Приехав после похорон домой, она почувствовала, что с ней что-то происходит. Сначала ей показалось, что она наконец заплачет, и это её обрадовало. Но она не заплакала, а засмеялась, засмеялась оттого, что не могла плакать на похоронах родной матери. Потом ей говорили, что, начав смеяться, она уже не могла остановиться.

Сразу после рождества — рождества сорок второго года — её поместили в нервную клинику доктора Спэрлина, под Фидлерсбэргом.

Весной сорок шестого года Сандера хватил удар. Сай Грайндер, успевший побывать на войне и вернуться, вёз кукурузу по дороге и увидел Сандера Спотвуда, лежавшего на крыльце. Он втащил его в дом и позвонил доктору Такеру, который приехал, оказал больному посильную помощь и известил о случившемся Маррея Гилфорта. Для Сандерленда Спотвуда, ставшего просто тушей с пустыми и чистыми, как у младенца, глазами, ничего уже нельзя было сделать, только класть ему в рот еду, лить питьё, убирать нечистоты и почаще обтирать кожу.

Однако денег на то, чтобы нанять для этого человека, уже не было. Тогда Маррей Гилфорт навестил владельца нервной клиники. Тот признал, что миссис Спотвуд чувствует себя гораздо лучше. Он согласился, что несложные каждодневные обязанности могут пойти ей на пользу.

И её привезли домой.

И теперь, двенадцать лет спустя, лет, которых в сущности не было вовсе, потому что они пронеслись и исчезли, ясным зимним утром, стоя в кухне перед накрытым столом и глядя на дымящийся кофе, в одно мгновение она осмыслила свою жизнь.

Всю жизнь её покидали, и в этом состояло её предназначение. Она вдруг ощутила то высшее блаженство, которое приходит лишь с ясным и самостоятельным пониманием своей судьбы, то есть себя. Стоя в залитой солнцем кухне, она чувствовала, что обрела покой и бессмертие. Все предназначенное свершилось. И Анджело Пассетто не вернётся.

Но он вернулся.

ГЛАВА ПЯТАЯ

Стемнело. Большая и яркая лампочка без абажура свисала с потолка, освещая просторную кухню. На лампе видны были мушиные пятна и жирные подтёки осевших на стекло кухонных испарений. По вечерам иной раз случалось, что Кэсси бросала работу и начинала глядеть на сияющую лампочку. Та, казалось, придвигалась к ней все ближе, и мушиные пятнышки на стекле делались большими и отчётливыми, однако лампочка хотя и приближалась, но никогда не подходила вплотную. А иногда удалялась от неё, вращаясь и уплывая, становилась все меньше, но не исчезала из виду.

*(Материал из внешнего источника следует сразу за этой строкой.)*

//! Event dispatch for connection notifications.
//!
//! Each event kind carries an independent subscriber list. Firing invokes
//! all current subscribers in registration order; a kind with zero
//! subscribers is a safe no-op. Unsubscription removes exactly one handler
//! without disturbing the order of the others; the connection relies on
//! this to detach old-transport bridges before teardown.
//!
//! # Invocation Context
//!
//! Handlers run on whatever thread fires the event: the caller's thread for
//! events raised inside a public operation, the transport's delivery context
//! for bridge-originated events. Handlers are invoked outside any dispatcher
//! lock, so a handler may re-enter the connection (for example, call
//! `close()` from an error handler) or manage subscriptions.

// ============================================================================
// Imports
// ============================================================================

use std::sync::Arc;
use std::sync::atomic::{AtomicU64, Ordering};

use parking_lot::Mutex;

use crate::error::Error;

// ============================================================================
// EventKind
// ============================================================================

/// The notification kinds a connection can emit.
#[derive(Debug, Clone, Copy, PartialEq, Eq, Hash)]
pub enum EventKind {
    /// Connect attempt succeeded; the connection is open.
    Opened,
    /// The connection transitioned to closed.
    Closed,
    /// The connection was disposed.
    Disposed,
    /// A fault was redirected to the event channel.
    Error,
    /// An inbound text message arrived.
    Message,
    /// A pong (native or simulated) arrived.
    Pong,
    /// A human-readable lifecycle log line.
    Log,
}

// ============================================================================
// Subscription
// ============================================================================

/// Handle returned by a subscribe call; pass it back to unsubscribe.
#[derive(Debug, Clone, PartialEq, Eq)]
pub struct Subscription {
    kind: EventKind,
    id: u64,
}

impl Subscription {
    /// Returns the event kind this subscription is registered for.
    #[inline]
    #[must_use]
    pub const fn kind(&self) -> EventKind {
        self.kind
    }
}

// ============================================================================
// HandlerList
// ============================================================================

/// Handler callback type for payload `T`.
type Handler<T> = Arc<dyn Fn(&T) + Send + Sync>;

/// Ordered subscriber list for one event kind.
///
/// Registration order is preserved across unsubscription. Emission snapshots
/// the list under the lock and invokes outside it.
struct HandlerList<T> {
    kind: EventKind,
    next_id: AtomicU64,
    handlers: Mutex<Vec<(u64, Handler<T>)>>,
}

impl<T> HandlerList<T> {
    fn new(kind: EventKind) -> Self {
        Self {
            kind,
            next_id: AtomicU64::new(1),
            handlers: Mutex::new(Vec::new()),
        }
    }

    fn subscribe(&self, handler: impl Fn(&T) + Send + Sync + 'static) -> Subscription {
        let id = self.next_id.fetch_add(1, Ordering::Relaxed);
        self.handlers.lock().push((id, Arc::new(handler)));
        Subscription {
            kind: self.kind,
            id,
        }
    }

    fn unsubscribe(&self, subscription: &Subscription) {
        self.handlers.lock().retain(|(id, _)| *id != subscription.id);
    }

    fn emit(&self, payload: &T) {
        // Snapshot so handlers can subscribe/unsubscribe reentrantly.
        let snapshot: Vec<Handler<T>> = self
            .handlers
            .lock()
            .iter()
            .map(|(_, handler)| Arc::clone(handler))
            .collect();

        for handler in snapshot {
            handler(payload);
        }
    }

    fn len(&self) -> usize {
        self.handlers.lock().len()
    }
}

// ============================================================================
// ConnectionEvents
// ============================================================================

/// Per-connection subscriber registry, one list per [`EventKind`].
///
/// Owned by the connection; subscriber lists live exactly as long as it.
pub(crate) struct ConnectionEvents {
    opened: HandlerList<()>,
    closed: HandlerList<()>,
    disposed: HandlerList<crate::connection::Connection>,
    error: HandlerList<Error>,
    message: HandlerList<String>,
    pong: HandlerList<String>,
    log: HandlerList<String>,
}

impl ConnectionEvents {
    pub(crate) fn new() -> Self {
        Self {
            opened: HandlerList::new(EventKind::Opened),
            closed: HandlerList::new(EventKind::Closed),
            disposed: HandlerList::new(EventKind::Disposed),
            error: HandlerList::new(EventKind::Error),
            message: HandlerList::new(EventKind::Message),
            pong: HandlerList::new(EventKind::Pong),
            log: HandlerList::new(EventKind::Log),
        }
    }

    // ------------------------------------------------------------------------
    // Subscription
    // ------------------------------------------------------------------------

    pub(crate) fn subscribe_opened(
        &self,
        handler: impl Fn() + Send + Sync + 'static,
    ) -> Subscription {
        self.opened.subscribe(move |()| handler())
    }

    pub(crate) fn subscribe_closed(
        &self,
        handler: impl Fn() + Send + Sync + 'static,
    ) -> Subscription {
        self.closed.subscribe(move |()| handler())
    }

    pub(crate) fn subscribe_disposed(
        &self,
        handler: impl Fn(&crate::connection::Connection) + Send + Sync + 'static,
    ) -> Subscription {
        self.disposed.subscribe(handler)
    }

    pub(crate) fn subscribe_error(
        &self,
        handler: impl Fn(&Error) + Send + Sync + 'static,
    ) -> Subscription {
        self.error.subscribe(handler)
    }

    pub(crate) fn subscribe_message(
        &self,
        handler: impl Fn(&str) + Send + Sync + 'static,
    ) -> Subscription {
        self.message.subscribe(move |text: &String| handler(text))
    }

    pub(crate) fn subscribe_pong(
        &self,
        handler: impl Fn(&str) + Send + Sync + 'static,
    ) -> Subscription {
        self.pong.subscribe(move |text: &String| handler(text))
    }

    pub(crate) fn subscribe_log(
        &self,
        handler: impl Fn(&str) + Send + Sync + 'static,
    ) -> Subscription {
        self.log.subscribe(move |text: &String| handler(text))
    }

    pub(crate) fn unsubscribe(&self, subscription: &Subscription) {
        match subscription.kind() {
            EventKind::Opened => self.opened.unsubscribe(subscription),
            EventKind::Closed => self.closed.unsubscribe(subscription),
            EventKind::Disposed => self.disposed.unsubscribe(subscription),
            EventKind::Error => self.error.unsubscribe(subscription),
            EventKind::Message => self.message.unsubscribe(subscription),
            EventKind::Pong => self.pong.unsubscribe(subscription),
            EventKind::Log => self.log.unsubscribe(subscription),
        }
    }

    // ------------------------------------------------------------------------
    // Emission
    // ------------------------------------------------------------------------

    pub(crate) fn emit_opened(&self) {
        self.opened.emit(&());
    }

    pub(crate) fn emit_closed(&self) {
        self.closed.emit(&());
    }

    pub(crate) fn emit_disposed(&self, connection: &crate::connection::Connection) {
        self.disposed.emit(connection);
    }

    pub(crate) fn emit_error(&self, error: &Error) {
        self.error.emit(error);
    }

    pub(crate) fn emit_message(&self, text: &str) {
        self.message.emit(&text.to_owned());
    }

    pub(crate) fn emit_pong(&self, text: &str) {
        self.pong.emit(&text.to_owned());
    }

    pub(crate) fn emit_log(&self, line: &str) {
        self.log.emit(&line.to_owned());
    }
}

// ============================================================================
// Tests
// ============================================================================

#[cfg(test)]
mod tests {
    use super::*;

    use parking_lot::Mutex as PlMutex;

    #[test]
    fn test_emit_with_no_subscribers_is_noop() {
        let list: HandlerList<String> = HandlerList::new(EventKind::Message);
        list.emit(&"hello".to_owned());
    }

    #[test]
    fn test_invocation_follows_registration_order() {
        let list: HandlerList<()> = HandlerList::new(EventKind::Opened);
        let order = Arc::new(PlMutex::new(Vec::new()));

        for tag in ["a", "b", "c"] {
            let order = Arc::clone(&order);
            list.subscribe(move |()| order.lock().push(tag));
        }

        list.emit(&());
        assert_eq!(*order.lock(), vec!["a", "b", "c"]);
    }

    #[test]
    fn test_unsubscribe_preserves_order_of_rest() {
        let list: HandlerList<()> = HandlerList::new(EventKind::Opened);
        let order = Arc::new(PlMutex::new(Vec::new()));

        let mut subs = Vec::new();
        for tag in ["a", "b", "c"] {
            let order = Arc::clone(&order);
            subs.push(list.subscribe(move |()| order.lock().push(tag)));
        }

        // Drop the middle subscriber.
        list.unsubscribe(&subs[1]);

        list.emit(&());
        assert_eq!(*order.lock(), vec!["a", "c"]);
        assert_eq!(list.len(), 2);
    }

    #[test]
    fn test_unsubscribe_is_idempotent() {
        let list: HandlerList<()> = HandlerList::new(EventKind::Closed);
        let sub = list.subscribe(|()| {});

        list.unsubscribe(&sub);
        list.unsubscribe(&sub);
        assert_eq!(list.len(), 0);
    }

    #[test]
    fn test_reentrant_unsubscribe_during_emit() {
        let list: Arc<HandlerList<()>> = Arc::new(HandlerList::new(EventKind::Opened));
        let slot: Arc<PlMutex<Option<Subscription>>> = Arc::new(PlMutex::new(None));
        let fired = Arc::new(AtomicU64::new(0));

        let inner_list = Arc::clone(&list);
        let inner_slot = Arc::clone(&slot);
        let inner_fired = Arc::clone(&fired);
        let sub = list.subscribe(move |()| {
            inner_fired.fetch_add(1, Ordering::SeqCst);
            if let Some(sub) = inner_slot.lock().take() {
                inner_list.unsubscribe(&sub);
            }
        });
        *slot.lock() = Some(sub);

        // First emit fires and removes itself; second emit is a no-op.
        list.emit(&());
        list.emit(&());
        assert_eq!(fired.load(Ordering::SeqCst), 1);
    }

    #[test]
    fn test_subscription_reports_kind() {
        let list: HandlerList<()> = HandlerList::new(EventKind::Pong);
        let sub = list.subscribe(|()| {});
        assert_eq!(sub.kind(), EventKind::Pong);
    }
}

Кэсси глядела на лампочку, неподвижно стоя посреди кухни с кастрюлей в руке. Рука с кастрюлей, в которой Кэсси собиралась варить картошку, висела как плеть, словно была слишком слаба даже для такого ничтожного груза. Лампочка удалялась, и видеть это было невыносимо; но сегодня, глядя на неё, Кэсси знала, чтобы выжить, нужно только поверить, что все происходящее, даже самое невыносимое, — неизбежно, потому что иначе ты была бы не ты. И она знала, что теперь уже ничто не будет дразнить и мучить её, приближаясь, но не даваясь в руки. Отныне все — и эта лампочка, и стены кухни, и деревья в темноте за окном, и горы за деревьями, — все будет, вращаясь, покидать её.

Но тут она услышала скрип. Дверь, дверь на задний двор, медленно открывалась. Он вернулся.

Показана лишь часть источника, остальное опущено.